▶ Exercise requirements: Transcribe the records in full.
Available data section start
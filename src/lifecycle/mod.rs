//! Lifecycle management subsystem.
//!
//! # Data Flow
//! ```text
//! Startup (startup.rs):
//!     Load config → Validate → Compile route table → Start listener
//!
//! Shutdown (shutdown.rs):
//!     Signal received → Stop accepting → Drain connections → Exit
//!
//! Signals (signals.rs):
//!     SIGTERM/SIGINT → Trigger graceful shutdown
//! ```

pub mod shutdown;
pub mod signals;
pub mod startup;

pub use shutdown::Shutdown;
Available data section end
▶ Solution:
filename src/lifecycle/mod.rs
//! Lifecycle management subsystem.
//!
//! # Data Flow
//! ```text
//! Startup (startup.rs):
//!     Load config → Validate → Compile route table → Start listener
//!
//! Shutdown (shutdown.rs):
//!     Signal received → Stop accepting → Drain connections → Exit
//!
//! Signals (signals.rs):
//!     SIGTERM/SIGINT → Trigger graceful shutdown
//! ```

pub mod shutdown;
pub mod signals;
pub mod startup;

pub use shutdown::Shutdown;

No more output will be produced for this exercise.